Kaepernick joins the ranks of Jesse Owens, Wilma Rudolph, Curt Flood, Jackie Robinson & Muhammad Ali, all of these athletes instigated change, held America accountable and history has proved they were right to do so.

Yet Kaepernick's heartfelt words (and protest) seem to have fallen on deaf ears for some, specifically those that are not directly suffering from police brutality or racism. It is no secret that oppression has haunted the US since its conception, birthed from the domination & murder of the Native Americans and built on the backs of enslaved black people, it was only a measly 53 years ago that segregation was allowed.

In that time since now, it is obvious that segregation might have ended but the mindsets that thought it was okay in the first place are the ones holding America back now.

This can be seen in a recent video by Trevor Noah, he points out the hypocrisy of those that criticised Stevie Wonder for being an "ungrateful millionaire" for taking a knee, as a sign of silent for solidarity with all of those fighting against police brutality. "This idea that black people should be grateful is some sneaky ass racism," Trevor explains.

"Because when a white billionaire spends a year screaming that America is a disaster, he's in touch with the country. But when a black man kneels quietly he should be grateful for the successes that America has allowed him to have. How is that ungrateful, I don't understand..."

Kaepernick, The NFL, countless celebrities and the several people that have chosen to take the knee stand against a system that rewards killing an unarmed black person (the officer that killed Philando Castile received a payout of nearly $50,000 after being acquitted of manslaughter), once again this same 'system' isn't held accountable when it arrested 16-year-old Kalief Browder for allegedly stealing a backpack, which saw him spend 3 years at Rikers Island.

Browder was eventually found not guilty but he struggled with life after Rikers and committed suicide in 2015; and with little to no legal ramifications for those that unlawfully shoot and ask questions later, it is easy to see how a flag that represents equality for all, can sound like a broken record to those that are continuously oppressed.

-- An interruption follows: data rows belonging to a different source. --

//! Collect PRs from GitHub, analyze them and store the metrics

use common::models::{PrMetrics, ReviewEvent};
use github::client::ClientError;
use github::{convert, GitHubClient, GithubIssueEvent, GithubPr, GithubReview};
use serde::Serialize;
use sqlx::PgPool;
use thiserror::Error;
use tracing::{debug, info, warn};

use crate::analysis::{AnalysisConfig, PrAnalysisService};

#[derive(Error, Debug)]
pub enum CollectError {
    #[error("GitHub API error: {0}")]
    GitHub(#[source] ClientError),
    #[error("Database error: {0}")]
    Database(#[from] sqlx::Error),
    #[error("Rate limited, retry after {0} seconds")]
    RateLimited(u64),
}

impl From<ClientError> for CollectError {
    fn from(err: ClientError) -> Self {
        match err {
            ClientError::RateLimited { retry_after } => CollectError::RateLimited(retry_after),
            other => CollectError::GitHub(other),
        }
    }
}

/// Outcome of a collection run over one repository
#[derive(Debug, Clone, Default, Serialize)]
pub struct CollectProgress {
    pub prs_total: u32,
    pub prs_processed: u32,
    pub prs_stored: u32,
    pub prs_failed: u32,
    pub events_processed: u32,
}

pub struct Collector {
    pool: PgPool,
    client: GitHubClient,
    service: PrAnalysisService,
    max_age_days: u32,
}

impl Collector {
    pub fn new(
        pool: PgPool,
        github_token: Option<String>,
        max_age_days: u32,
        config: AnalysisConfig,
    ) -> Self {
        Self {
            pool,
            client: GitHubClient::new(github_token),
            service: PrAnalysisService::new(config),
            max_age_days,
        }
    }

    /// Analyze every PR updated in the collection window and store the batch in one transaction.
    /// A rate limit stops the run; PRs analyzed so far are still stored.
    pub async fn collect_repo(
        &self,
        owner: &str,
        name: &str,
    ) -> Result<CollectProgress, CollectError> {
        info!(
            "Starting collection for {}/{} (max {} days)",
            owner, name, self.max_age_days
        );

        let prs = self
            .client
            .fetch_prs_since(owner, name, None, self.max_age_days)
            .await?;

        let mut progress = CollectProgress {
            prs_total: prs.len() as u32,
            ..Default::default()
        };
        let mut batch = Vec::with_capacity(prs.len());

        for pr in &prs {
            match self.analyze_pr(owner, name, pr).await {
                Ok((metrics, events)) => {
                    progress.events_processed += events;
                    batch.push(metrics);
                }
                Err(CollectError::RateLimited(retry_after)) => {
                    warn!(
                        "Rate limited, stopping collection. Retry after {} seconds",
                        retry_after
                    );
                    let stored = db::pr_metrics::upsert_batch(&self.pool, &batch).await?;
                    info!("Stored {} PRs before stopping", stored);
                    return Err(CollectError::RateLimited(retry_after));
                }
                Err(e) => {
                    warn!("Error analyzing PR #{}: {}", pr.number, e);
                    progress.prs_failed += 1;
                }
            }
            progress.prs_processed += 1;

            if progress.prs_processed % 10 == 0 {
                info!(
                    "Progress: {}/{} PRs, {} events",
                    progress.prs_processed, progress.prs_total, progress.events_processed
                );
            }
        }

        progress.prs_stored = db::pr_metrics::upsert_batch(&self.pool, &batch).await? as u32;

        info!(
            "Collection complete for {}/{}: {} stored, {} failed",
            owner, name, progress.prs_stored, progress.prs_failed
        );
        Ok(progress)
    }

    async fn analyze_pr(
        &self,
        owner: &str,
        name: &str,
        pr: &GithubPr,
    ) -> Result<(PrMetrics, u32), CollectError> {
        debug!("Analyzing PR #{}: {}", pr.number, pr.title);

        let detail = self.client.get_pr(owner, name, pr.number).await?;
        let reviews = self.client.list_reviews(owner, name, pr.number).await?;
        let issue_events = self
            .client
            .list_issue_events(owner, name, pr.number)
            .await?;

        // File detail only refines size metrics, so a failure falls back to PR totals
        let files = match self.client.list_files(owner, name, pr.number).await {
            Ok(files) => files.iter().map(convert::file_change).collect(),
            Err(ClientError::RateLimited { retry_after }) => {
                return Err(CollectError::RateLimited(retry_after));
            }
            Err(e) => {
                debug!("Failed to fetch files for PR #{}: {}", pr.number, e);
                Vec::new()
            }
        };

        let repository = format!("{owner}/{name}");
        let record = convert::pr_record(&detail, &repository, &reviews);
        let events = review_events(&reviews, &issue_events);
        let metrics = self.service.analyze(&record, &events, &files);

        Ok((metrics, events.len() as u32))
    }
}

/// Review submissions and timeline events merged into one history
pub fn review_events(
    reviews: &[GithubReview],
    issue_events: &[GithubIssueEvent],
) -> Vec<ReviewEvent> {
    reviews
        .iter()
        .filter_map(convert::review_event)
        .chain(issue_events.iter().filter_map(convert::issue_event))
        .collect()
}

It was only early this month that Seattle Seahawks star Michael Bennett released a statement describing an assault he suffered at the hands of the Las Vegas Police Department during the Mayweather vs McGregor boxing match.

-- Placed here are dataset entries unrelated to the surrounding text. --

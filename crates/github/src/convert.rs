//! Conversion from GitHub API payloads to domain records

use common::models::{FileChangeRecord, PullRequestRecord, ReviewEvent, ReviewEventKind};

use crate::client::{GithubFile, GithubIssueEvent, GithubPrDetail, GithubReview, GithubUser};

/// Login used when GitHub reports a deleted account
const GHOST: &str = "ghost";

fn login(user: &Option<GithubUser>) -> String {
    user.as_ref()
        .map_or_else(|| GHOST.to_string(), |u| u.login.clone())
}

/// Build the PR record. `first_reviewed_at` only counts comments, approvals
/// and change requests; dismissed and pending reviews are ignored.
pub fn pr_record(
    detail: &GithubPrDetail,
    repository: &str,
    reviews: &[GithubReview],
) -> PullRequestRecord {
    let pr = &detail.pr;
    let events: Vec<ReviewEvent> = reviews.iter().filter_map(review_event).collect();
    let first_reviewed_at = events
        .iter()
        .filter(|e| e.kind.is_review_response())
        .map(|e| e.created_at)
        .min();
    let last_approved_at = events
        .iter()
        .filter(|e| e.kind == ReviewEventKind::Approved)
        .map(|e| e.created_at)
        .max();

    PullRequestRecord {
        id: pr.id.to_string(),
        number: pr.number,
        title: pr.title.clone(),
        author: login(&pr.user),
        repository: repository.to_string(),
        created_at: pr.created_at,
        merged_at: pr.merged_at,
        first_reviewed_at,
        last_approved_at,
        additions: detail.additions,
        deletions: detail.deletions,
        head_branch: pr.head.name.clone(),
        base_branch: pr.base.name.clone(),
    }
}

/// Map a submitted review to an event; pending reviews have no timestamp and are skipped
pub fn review_event(review: &GithubReview) -> Option<ReviewEvent> {
    let created_at = review.submitted_at?;
    let kind = match review.state.to_ascii_uppercase().as_str() {
        "APPROVED" => ReviewEventKind::Approved,
        "CHANGES_REQUESTED" => ReviewEventKind::ChangesRequested,
        "COMMENTED" => ReviewEventKind::Commented,
        "DISMISSED" => ReviewEventKind::Dismissed,
        other => ReviewEventKind::Unknown(other.to_ascii_lowercase()),
    };
    let actor = login(&review.user);
    Some(ReviewEvent {
        kind,
        created_at,
        reviewer: Some(actor.clone()),
        actor,
    })
}

/// Map the issue events that matter for review timing; everything else is dropped
pub fn issue_event(event: &GithubIssueEvent) -> Option<ReviewEvent> {
    let kind = match event.event.as_str() {
        "review_requested" => ReviewEventKind::Requested,
        "ready_for_review" => ReviewEventKind::ReadyForReview,
        "merged" => ReviewEventKind::Merged,
        _ => return None,
    };
    Some(ReviewEvent {
        kind,
        created_at: event.created_at,
        actor: login(&event.actor),
        reviewer: event.requested_reviewer.as_ref().map(|u| u.login.clone()),
    })
}

pub fn file_change(file: &GithubFile) -> FileChangeRecord {
    FileChangeRecord {
        file_name: file.filename.clone(),
        file_type: file_extension(&file.filename),
        lines_added: file.additions,
        lines_deleted: file.deletions,
        is_new_file: file.status == "added",
        is_deleted: file.status == "removed",
        is_renamed: file.status == "renamed" || file.previous_filename.is_some(),
    }
}

/// Extension with its leading dot, or empty for files such as `Makefile` or `.env`
fn file_extension(path: &str) -> String {
    let base = path.rsplit('/').next().unwrap_or(path);
    match base.rfind('.') {
        Some(idx) if idx > 0 => base[idx..].to_ascii_lowercase(),
        _ => String::new(),
    }
}

#[cfg(test)]
mod tests {
    use super::*;
    use crate::client::{GithubBranchRef, GithubPr};
    use chrono::{DateTime, TimeZone, Utc};

    fn at(hour: u32) -> DateTime<Utc> {
        Utc.with_ymd_and_hms(2026, 1, 1, hour, 0, 0).unwrap()
    }

    fn user(login: &str) -> Option<GithubUser> {
        Some(GithubUser {
            id: 1,
            login: login.to_string(),
        })
    }

    fn make_detail() -> GithubPrDetail {
        GithubPrDetail {
            pr: GithubPr {
                id: 4242,
                number: 17,
                title: "Speed up parser".to_string(),
                state: "closed".to_string(),
                user: user("alice"),
                created_at: at(8),
                updated_at: at(15),
                merged_at: Some(at(14)),
                closed_at: Some(at(14)),
                head: GithubBranchRef {
                    name: "feat/parser".to_string(),
                },
                base: GithubBranchRef {
                    name: "main".to_string(),
                },
            },
            additions: 90,
            deletions: 12,
            changed_files: 3,
        }
    }

    fn make_review(state: &str, submitted_at: Option<DateTime<Utc>>) -> GithubReview {
        GithubReview {
            id: 1,
            user: user("bob"),
            state: state.to_string(),
            submitted_at,
        }
    }

    #[test]
    fn test_pr_record_review_timestamps() {
        let reviews = vec![
            make_review("APPROVED", Some(at(12))),
            make_review("COMMENTED", Some(at(10))),
            make_review("APPROVED", Some(at(13))),
            make_review("PENDING", None),
        ];
        let record = pr_record(&make_detail(), "acme/parser", &reviews);
        assert_eq!(record.id, "4242");
        assert_eq!(record.repository, "acme/parser");
        assert_eq!(record.author, "alice");
        assert_eq!(record.first_reviewed_at, Some(at(10)));
        assert_eq!(record.last_approved_at, Some(at(13)));
        assert_eq!(record.head_branch, "feat/parser");
        assert_eq!(record.additions, 90);
    }

    #[test]
    fn test_first_reviewed_at_skips_dismissed_reviews() {
        let reviews = vec![
            make_review("DISMISSED", Some(at(9))),
            make_review("PENDING", None),
            make_review("CHANGES_REQUESTED", Some(at(11))),
        ];
        let record = pr_record(&make_detail(), "acme/parser", &reviews);
        assert_eq!(record.first_reviewed_at, Some(at(11)));
        assert!(record.last_approved_at.is_none());

        let only_dismissed = vec![make_review("DISMISSED", Some(at(9)))];
        let record = pr_record(&make_detail(), "acme/parser", &only_dismissed);
        assert!(record.first_reviewed_at.is_none());
    }

    #[test]
    fn test_pr_record_without_reviews() {
        let mut detail = make_detail();
        detail.pr.user = None;
        let record = pr_record(&detail, "acme/parser", &[]);
        assert_eq!(record.author, "ghost");
        assert!(record.first_reviewed_at.is_none());
        assert!(record.last_approved_at.is_none());
    }

    #[test]
    fn test_review_event_states() {
        let approved = review_event(&make_review("APPROVED", Some(at(9)))).unwrap();
        assert_eq!(approved.kind, ReviewEventKind::Approved);
        assert_eq!(approved.reviewer.as_deref(), Some("bob"));

        let changes = review_event(&make_review("CHANGES_REQUESTED", Some(at(9)))).unwrap();
        assert_eq!(changes.kind, ReviewEventKind::ChangesRequested);

        let odd = review_event(&make_review("SOMETHING_NEW", Some(at(9)))).unwrap();
        assert_eq!(
            odd.kind,
            ReviewEventKind::Unknown("something_new".to_string())
        );

        assert!(review_event(&make_review("PENDING", None)).is_none());
    }

    #[test]
    fn test_issue_event_mapping() {
        let make = |name: &str| GithubIssueEvent {
            id: 1,
            event: name.to_string(),
            actor: user("alice"),
            requested_reviewer: user("carol"),
            created_at: at(9),
        };

        let requested = issue_event(&make("review_requested")).unwrap();
        assert_eq!(requested.kind, ReviewEventKind::Requested);
        assert_eq!(requested.actor, "alice");
        assert_eq!(requested.reviewer.as_deref(), Some("carol"));

        assert_eq!(
            issue_event(&make("ready_for_review")).unwrap().kind,
            ReviewEventKind::ReadyForReview
        );
        assert_eq!(
            issue_event(&make("merged")).unwrap().kind,
            ReviewEventKind::Merged
        );
        assert!(issue_event(&make("labeled")).is_none());
    }

    #[test]
    fn test_file_change() {
        let file = GithubFile {
            filename: "src/lib/Parser.RS".to_string(),
            status: "added".to_string(),
            additions: 40,
            deletions: 0,
            previous_filename: None,
        };
        let record = file_change(&file);
        assert_eq!(record.file_type, ".rs");
        assert!(record.is_new_file);
        assert!(!record.is_renamed);

        let renamed = GithubFile {
            filename: "docs/Makefile".to_string(),
            status: "renamed".to_string(),
            additions: 1,
            deletions: 1,
            previous_filename: Some("Makefile".to_string()),
        };
        let record = file_change(&renamed);
        assert_eq!(record.file_type, "");
        assert!(record.is_renamed);
    }

    #[test]
    fn test_file_extension() {
        assert_eq!(file_extension("a/b.tar.gz"), ".gz");
        assert_eq!(file_extension(".env"), "");
        assert_eq!(file_extension("dir.v2/README"), "");
    }
}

Police officers dragged Bennett away from a crowd that was escaping from the sound of gunshots and pulled him to the ground, a police officer dug a knee into his back threatening to, "blow my fucking head off."

The full account can be read below:

Incidents like this and the lack of justice given to the countless victims and their families prove that #TakeTheKnee is bigger than Trump, the NFL, its owners and even Colin Kaepernick.

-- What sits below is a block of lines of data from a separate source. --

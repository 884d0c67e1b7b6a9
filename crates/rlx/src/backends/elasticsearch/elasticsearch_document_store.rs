use std::time::Duration;

use anyhow::{Context, Result, bail};
use async_trait::async_trait;
use serde::Deserialize;
use serde_json::Value;
use tracing::{debug, trace, warn};

use crate::backends::DocumentStore;
use crate::common::RowRecord;

// 📡 ElasticsearchDocumentStoreConfig: "It's just Elasticsearch", she said, before the cluster went red.
//
// 🔧 auth is tri-modal: api_key, username+password, or "I hope anonymous works".
#[derive(Debug, Deserialize, Clone)]
pub struct ElasticsearchDocumentStoreConfig {
    /// 📡 Cluster URL, scheme and port included.
    pub url: String,
    /// 📦 Every row lands in this index.
    #[serde(default = "default_index")]
    pub index: String,
    /// 🔒 Basic auth username.
    #[serde(default)]
    pub username: Option<String>,
    /// 🔒 Basic auth password. "password123" is not a password. It is a confession.
    #[serde(default)]
    pub password: Option<String>,
    /// 🔒 API key. Wins over basic auth when both are set.
    #[serde(default)]
    pub api_key: Option<String>,
    /// ⏱️ Whole-request timeout for `_bulk`, in seconds.
    #[serde(default = "default_request_timeout_secs")]
    pub request_timeout_secs: u64,
}

fn default_index() -> String {
    "documents".to_string()
}

fn default_request_timeout_secs() -> u64 {
    30
}

/// 🗄️ A document store backed by an Elasticsearch index.
///
/// One `batch_create` is one `_bulk` POST. Every row becomes a `create` action, so
/// Elasticsearch assigns the ids. A non-2xx status fails the batch, and so does a 2xx
/// whose body says `"errors": true`.
///
/// ⚠️ `_bulk` is not transactional. When some items fail, the ones that succeeded stay
/// indexed, and the redelivered job will create them again. At-least-once, with feeling.
#[derive(Debug)]
pub struct ElasticsearchDocumentStore {
    client: reqwest::Client,
    config: ElasticsearchDocumentStoreConfig,
}

impl ElasticsearchDocumentStore {
    /// 🚀 Build the client and ping the cluster root, so a bad URL fails at startup and
    /// not one job deep.
    pub async fn new(config: ElasticsearchDocumentStoreConfig) -> Result<Self> {
        let client = reqwest::Client::builder()
            .connect_timeout(Duration::from_secs(10))
            .timeout(Duration::from_secs(config.request_timeout_secs.max(1)))
            .build()
            .context("💀 The HTTP client refused to be born. Probably a TLS problem. Either way: tragic.")?;

        let store = Self { client, config };
        let response = store
            .authorize(store.client.get(&store.config.url))
            .send()
            .await
            .with_context(|| {
                format!(
                    "💀 Knocked on '{}' to say hello. Nobody answered. Check the URL, the network, and your horoscope.",
                    store.config.url
                )
            })?;
        if !response.status().is_success() {
            bail!(
                "💀 Elasticsearch at '{}' answered the hello with {}. That's not a hello back.",
                store.config.url,
                response.status()
            );
        }
        debug!(url = %store.config.url, index = %store.config.index, "✅ Elasticsearch is home");
        Ok(store)
    }

    // -- 🔒 api key beats basic auth in this club
    fn authorize(&self, request: reqwest::RequestBuilder) -> reqwest::RequestBuilder {
        if let Some(ref api_key) = self.config.api_key {
            request.header("Authorization", format!("ApiKey {api_key}"))
        } else if let Some(ref username) = self.config.username {
            request.basic_auth(username, self.config.password.as_ref())
        } else {
            request
        }
    }

    fn render_bulk(&self, records: &[RowRecord]) -> Result<String> {
        let action = serde_json::to_string(&serde_json::json!({
            "create": { "_index": self.config.index }
        }))?;
        let mut body = String::with_capacity(records.len() * (action.len() + 64));
        for record in records {
            body.push_str(&action);
            body.push('\n');
            body.push_str(&serde_json::to_string(record)?);
            body.push('\n');
        }
        Ok(body)
    }
}

#[async_trait]
impl DocumentStore for ElasticsearchDocumentStore {
    async fn batch_create(&self, records: &[RowRecord]) -> Result<()> {
        if records.is_empty() {
            return Ok(());
        }
        let body = self.render_bulk(records)?;
        let bulk_url = format!("{}/_bulk", self.config.url.trim_end_matches('/'));
        trace!(records = records.len(), bytes = body.len(), "📡 sending batch to /_bulk");

        let response = self
            .authorize(self.client.post(&bulk_url))
            .header("Content-Type", "application/x-ndjson")
            .body(body)
            .send()
            .await
            .context("💀 The bulk request never made it to Elasticsearch. The network was not vibing with it.")?;

        let status = response.status();
        let text = response.text().await.unwrap_or_default();
        if !status.is_success() {
            bail!("💀 Elasticsearch looked at our batch and said '{status}'. The response read: '{text}'");
        }

        // -- 🕵️ a 200 can still be carrying bad news, one item at a time
        let parsed: Value = serde_json::from_str(&text)
            .context("💀 Elasticsearch answered /_bulk with something that is not JSON")?;
        if parsed.get("errors").and_then(Value::as_bool).unwrap_or(false) {
            let first_error = parsed
                .get("items")
                .and_then(Value::as_array)
                .and_then(|items| {
                    items
                        .iter()
                        .filter_map(|item| item.get("create"))
                        .find_map(|create| create.get("error"))
                })
                .map(Value::to_string)
                .unwrap_or_else(|| "no details".to_string());
            warn!(index = %self.config.index, error = %first_error, "💀 bulk request had item failures");
            bail!("💀 Elasticsearch rejected part of the batch. First complaint: {first_error}");
        }
        trace!(records = records.len(), "🚀 batch landed");
        Ok(())
    }
}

This is what it is about:  Amadou Diallo (1999), Kendra James (2003), Sean Bell (2006), Ramarley Graham (2012), Ezell Ford (2014), Dontre Hamilton (2014), Eric Garner (2014), John Crawford III (2014), Michael Brown Jr. (2014), Ezell Ford (2014), Dante Parker (2014), Tanisha Anderson (2014), Akai Gurley (2014), Tamir Rice (2014), Rumain Brisbon (2014), Jerame Reid (2014), Tony Robinson (2014), Christina Tahhahwah (2014) Daniel Covarrubia (2015),  Rexdale Henry (2015), Phillip White (2015), Eric Harris (2015), Walter Scott (2015), Freddie Gray (2015), Walter Scott (2015), Samuel DuBose (2015), Loreal Tsingine (2016),  Gregory Gunn (2016), Philando Castile (2015) and the countless potential victims of police brutality in the future in America.

#TakeTheKnee is about America, for America and the values it stands for, it's taking the word "equality for all" and making it a lived out reality for every single American citizen.